**Instructions for the task:** Every record that follows must be given again exactly.

(Stored data entries)
= = = = = = =

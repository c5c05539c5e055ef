//! The contract-chain collaborator traits consumed by the core.

use alloy_primitives::{Address, Bytes, U256};
use async_trait::async_trait;
use bridge_lp_primitives::{DepositProof, ParsedQuote, QuoteHash, TxRef};
use secp256k1::PublicKey;
use serde::{Deserialize, Serialize};

use crate::error::ChainResult;

/// Observed status of a submitted contract-chain transaction.
#[derive(Debug, Clone, Copy, PartialEq, Eq, Serialize, Deserialize)]
#[serde(rename_all = "snake_case")]
pub enum TxStatus {
    /// Not yet included, or included but below the required depth.
    Pending,

    /// Included with a success receipt at the required depth.
    Confirmed,

    /// Included with a failure receipt; terminal.
    Reverted,
}

/// Client of the smart-contract chain hosting the liquidity bridge
/// contract and the federation bridge.
///
/// All methods are read-or-submit RPC interactions; every failure is
/// reported through the transient/fatal split of
/// [`ChainError`](crate::error::ChainError). Implementations must be safe
/// to share across tasks.
#[async_trait]
pub trait ContractChainClient: Send + Sync {
    /// Liquidity currently available to the provider, in wei.
    async fn available_liquidity(&self, provider: Address) -> ChainResult<U256>;

    /// Collateral currently locked by the provider, in wei.
    async fn collateral(&self, provider: Address) -> ChainResult<U256>;

    /// Number of federation members.
    async fn fed_size(&self) -> ChainResult<u32>;

    /// Signatures required to move federation funds.
    async fn fed_threshold(&self) -> ChainResult<u32>;

    /// Public key of the federation member at `index`.
    async fn fed_public_key(&self, index: u32) -> ChainResult<PublicKey>;

    /// Textual form of the derived federation deposit address.
    async fn fed_address(&self) -> ChainResult<String>;

    /// Block height at which the active federation was created.
    async fn active_fed_block_height(&self) -> ChainResult<u64>;

    /// Estimates gas for a call; a fatal error means the call would
    /// revert and must not be submitted.
    async fn estimate_gas(&self, to: Address, value: U256, data: Bytes) -> ChainResult<u64>;

    /// Current gas price, in wei.
    async fn gas_price(&self) -> ChainResult<U256>;

    /// Submits the combined register-and-call transaction.
    async fn register_peg_in(
        &self,
        quote: &ParsedQuote,
        signature: &Bytes,
        proof: &DepositProof,
    ) -> ChainResult<TxRef>;

    /// Submits a registration that does not perform the user call.
    async fn register_peg_in_without_tx(
        &self,
        quote: &ParsedQuote,
        signature: &Bytes,
        proof: &DepositProof,
    ) -> ChainResult<TxRef>;

    /// Submits the stand-alone user call after a plain registration.
    async fn call_for_user(&self, quote: &ParsedQuote) -> ChainResult<TxRef>;

    /// Observes the status of a previously submitted transaction.
    async fn tx_status(&self, tx_ref: TxRef) -> ChainResult<TxStatus>;
}

/// Produces the provider's signature over a quote hash, as expected by the
/// bridge contract's registration entry points.
///
/// Key custody is the implementation's concern; the core only ever sees
/// signature bytes.
#[async_trait]
pub trait ProviderSigner: Send + Sync {
    /// Signs the given quote hash.
    async fn sign_quote(&self, hash: QuoteHash) -> ChainResult<Bytes>;
}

= = = = = = =

**Response to this task:**
repository c5c05539c5e055ef
//! The contract-chain collaborator traits consumed by the core.

use alloy_primitives::{Address, Bytes, U256};
use async_trait::async_trait;
use bridge_lp_primitives::{DepositProof, ParsedQuote, QuoteHash, TxRef};
use secp256k1::PublicKey;
use serde::{Deserialize, Serialize};

use crate::error::ChainResult;

/// Observed status of a submitted contract-chain transaction.
#[derive(Debug, Clone, Copy, PartialEq, Eq, Serialize, Deserialize)]
#[serde(rename_all = "snake_case")]
pub enum TxStatus {
    /// Not yet included, or included but below the required depth.
    Pending,

    /// Included with a success receipt at the required depth.
    Confirmed,

    /// Included with a failure receipt; terminal.
    Reverted,
}

/// Client of the smart-contract chain hosting the liquidity bridge
/// contract and the federation bridge.
///
/// All methods are read-or-submit RPC interactions; every failure is
/// reported through the transient/fatal split of
/// [`ChainError`](crate::error::ChainError). Implementations must be safe
/// to share across tasks.
#[async_trait]
pub trait ContractChainClient: Send + Sync {
    /// Liquidity currently available to the provider, in wei.
    async fn available_liquidity(&self, provider: Address) -> ChainResult<U256>;

    /// Collateral currently locked by the provider, in wei.
    async fn collateral(&self, provider: Address) -> ChainResult<U256>;

    /// Number of federation members.
    async fn fed_size(&self) -> ChainResult<u32>;

    /// Signatures required to move federation funds.
    async fn fed_threshold(&self) -> ChainResult<u32>;

    /// Public key of the federation member at `index`.
    async fn fed_public_key(&self, index: u32) -> ChainResult<PublicKey>;

    /// Textual form of the derived federation deposit address.
    async fn fed_address(&self) -> ChainResult<String>;

    /// Block height at which the active federation was created.
    async fn active_fed_block_height(&self) -> ChainResult<u64>;

    /// Estimates gas for a call; a fatal error means the call would
    /// revert and must not be submitted.
    async fn estimate_gas(&self, to: Address, value: U256, data: Bytes) -> ChainResult<u64>;

    /// Current gas price, in wei.
    async fn gas_price(&self) -> ChainResult<U256>;

    /// Submits the combined register-and-call transaction.
    async fn register_peg_in(
        &self,
        quote: &ParsedQuote,
        signature: &Bytes,
        proof: &DepositProof,
    ) -> ChainResult<TxRef>;

    /// Submits a registration that does not perform the user call.
    async fn register_peg_in_without_tx(
        &self,
        quote: &ParsedQuote,
        signature: &Bytes,
        proof: &DepositProof,
    ) -> ChainResult<TxRef>;

    /// Submits the stand-alone user call after a plain registration.
    async fn call_for_user(&self, quote: &ParsedQuote) -> ChainResult<TxRef>;

    /// Observes the status of a previously submitted transaction.
    async fn tx_status(&self, tx_ref: TxRef) -> ChainResult<TxStatus>;
}

/// Produces the provider's signature over a quote hash, as expected by the
/// bridge contract's registration entry points.
///
/// Key custody is the implementation's concern; the core only ever sees
/// signature bytes.
#[async_trait]
pub trait ProviderSigner: Send + Sync {
    /// Signs the given quote hash.
    async fn sign_quote(&self, hash: QuoteHash) -> ChainResult<Bytes>;
}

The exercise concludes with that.